MRI and Image Processing

All samples were scanned with a 9.4 T horizontal bore MRI scanner (Agilent, Santa Clara, CA) with a 39-mm quadrature proton RF coil at room temperature (~21°C). For T₁ mapping; a fast spin echo sequence with variable inversion times (TI = 0.1, 0.25, 0.5, 0.75, 1, 1.25, 1.5, 1.75, 2, and 5 sec) was used.⁹ Other parameters included echo time / repetition time (TE/TR) = 5 msec/10 sec, echo train length = 8, field of view (FOV) = 25 × 25 mm², and matrix size = 64 × 64.
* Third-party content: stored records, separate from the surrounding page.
//! 1D and 2D interpolation.
//!
//! All schemes extrapolate outside their node range: linear schemes continue
//! the boundary segment, the natural cubic spline continues with its boundary
//! slope.  Callers that need another policy clamp their abscissas first.

use lv_core::{errors::Result, Real};

mod bicubic;
mod bilinear;
mod cubic;

pub use bicubic::{BicubicSpline, SplinePoint, SplineSlice};
pub use bilinear::BilinearInterpolation;
pub use cubic::CubicNaturalSpline;

/// A 1D interpolation function `f: R → R` defined by a set of known points.
pub trait Interpolation1D: std::fmt::Debug + Send + Sync {
    /// Evaluate the interpolation at `x`.
    fn operator(&self, x: Real) -> Real;

    /// First derivative at `x`.
    fn derivative(&self, x: Real) -> Real;

    /// Second derivative at `x`.
    fn second_derivative(&self, x: Real) -> Real;

    /// Return the lower bound of the interpolation domain.
    fn x_min(&self) -> Real;

    /// Return the upper bound of the interpolation domain.
    fn x_max(&self) -> Real;

    /// Return `true` if `x` is within the interpolation range.
    fn is_in_range(&self, x: Real) -> bool {
        x >= self.x_min() && x <= self.x_max()
    }
}

/// A surface `f: R² → R` interpolated from values on a node grid.
pub trait Interpolation2D: std::fmt::Debug + Send + Sync {
    /// Value at `(x, y)`.
    fn operator(&self, x: Real, y: Real) -> Real;

    /// First x node.
    fn x_min(&self) -> Real;

    /// Last x node.
    fn x_max(&self) -> Real;

    /// First y node.
    fn y_min(&self) -> Real;

    /// Last y node.
    fn y_max(&self) -> Real;
}

/// Binary search: find `i` such that `xs[i] <= x < xs[i+1]`, clamped to
/// `[0, n-2]`.  Requires `xs.len() >= 2`.
pub(crate) fn locate(xs: &[Real], x: Real) -> usize {
    let n = xs.len();
    if x <= xs[0] {
        return 0;
    }
    if x >= xs[n - 1] {
        return n - 2;
    }
    let mut lo = 0;
    let mut hi = n - 1;
    while hi - lo > 1 {
        let mid = (lo + hi) / 2;
        if xs[mid] <= x {
            lo = mid;
        } else {
            hi = mid;
        }
    }
    lo
}

/// Validate interpolation nodes: enough points, matching lengths, finite and
/// strictly increasing abscissas, finite ordinates.
pub(crate) fn check_nodes(xs: &[Real], ys: &[Real], min_points: usize) -> Result<()> {
    lv_core::ensure!(
        xs.len() >= min_points,
        "need at least {min_points} points for interpolation, got {}",
        xs.len()
    );
    lv_core::ensure!(
        xs.len() == ys.len(),
        "xs ({}) and ys ({}) must have the same length",
        xs.len(),
        ys.len()
    );
    lv_core::ensure!(
        xs.iter().chain(ys.iter()).all(|v| v.is_finite()),
        "interpolation nodes must be finite"
    );
    lv_core::ensure!(
        xs.windows(2).all(|w| w[1] > w[0]),
        "xs must be strictly increasing"
    );
    Ok(())
}

// ── Linear ────────────────────────────────────────────────────────────────────

/// Linear interpolation.
///
/// `f(x) = y[i] + (y[i+1] - y[i]) * (x - x[i]) / (x[i+1] - x[i])`
///
/// Outside `[x_min, x_max]` the first/last segment is continued.
#[derive(Debug, Clone)]
pub struct LinearInterpolation {
    xs: Vec<Real>,
    ys: Vec<Real>,
}

impl LinearInterpolation {
    /// Construct a linear interpolation from sorted `xs` and corresponding `ys`.
    ///
    /// # Errors
    /// Returns an error if the slices have different lengths, fewer than 2
    /// points, or `xs` is not strictly increasing.
    pub fn new(xs: &[Real], ys: &[Real]) -> Result<Self> {
        check_nodes(xs, ys, 2)?;
        Ok(Self {
            xs: xs.to_vec(),
            ys: ys.to_vec(),
        })
    }

    fn slope(&self, i: usize) -> Real {
        (self.ys[i + 1] - self.ys[i]) / (self.xs[i + 1] - self.xs[i])
    }
}

impl Interpolation1D for LinearInterpolation {
    fn x_min(&self) -> Real {
        self.xs[0]
    }

    fn x_max(&self) -> Real {
        self.xs[self.xs.len() - 1]
    }

    fn operator(&self, x: Real) -> Real {
        let i = locate(&self.xs, x);
        self.ys[i] + (x - self.xs[i]) * self.slope(i)
    }

    fn derivative(&self, x: Real) -> Real {
        self.slope(locate(&self.xs, x))
    }

    fn second_derivative(&self, _x: Real) -> Real {
        0.0
    }
}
CEST MRI was acquired using a customized FLASH sequence²¹ preceded by a 4-second long saturation pulse at various saturation amplitudes: B₁ from 50 Hz (or 1.2 μT) up to 350 Hz (or 8.2 μT) at a step size of 50 Hz (or 1.2 μT), with saturation offsets of ±3.25, ±3.75, and + 100 ppm. Note that for proton MRI, 1 μT = 42.6 Hz. CEST data were linearly interpolated and B₀-corrected in order to derive the signal at +3.5 ppm, the resonance for amide proton transfer,²² as described in previous studies.^14,21 Percentage CEST contrast was calculated as the magnetization transfer ratio (MTR) asymmetry according to Eq. 1.

$$CEST(+3.5ppm)=S_{sat}(-3.5ppm)∕S_0-S_{sat}(+3.5ppm)∕S_0$$ (1)

where ${\mathrm{S}}_{\text{sat}}$ and ${\mathrm{S}}_0$ represent the signal intensity measured with saturation at ±3.5 and + 100 ppm, respectively.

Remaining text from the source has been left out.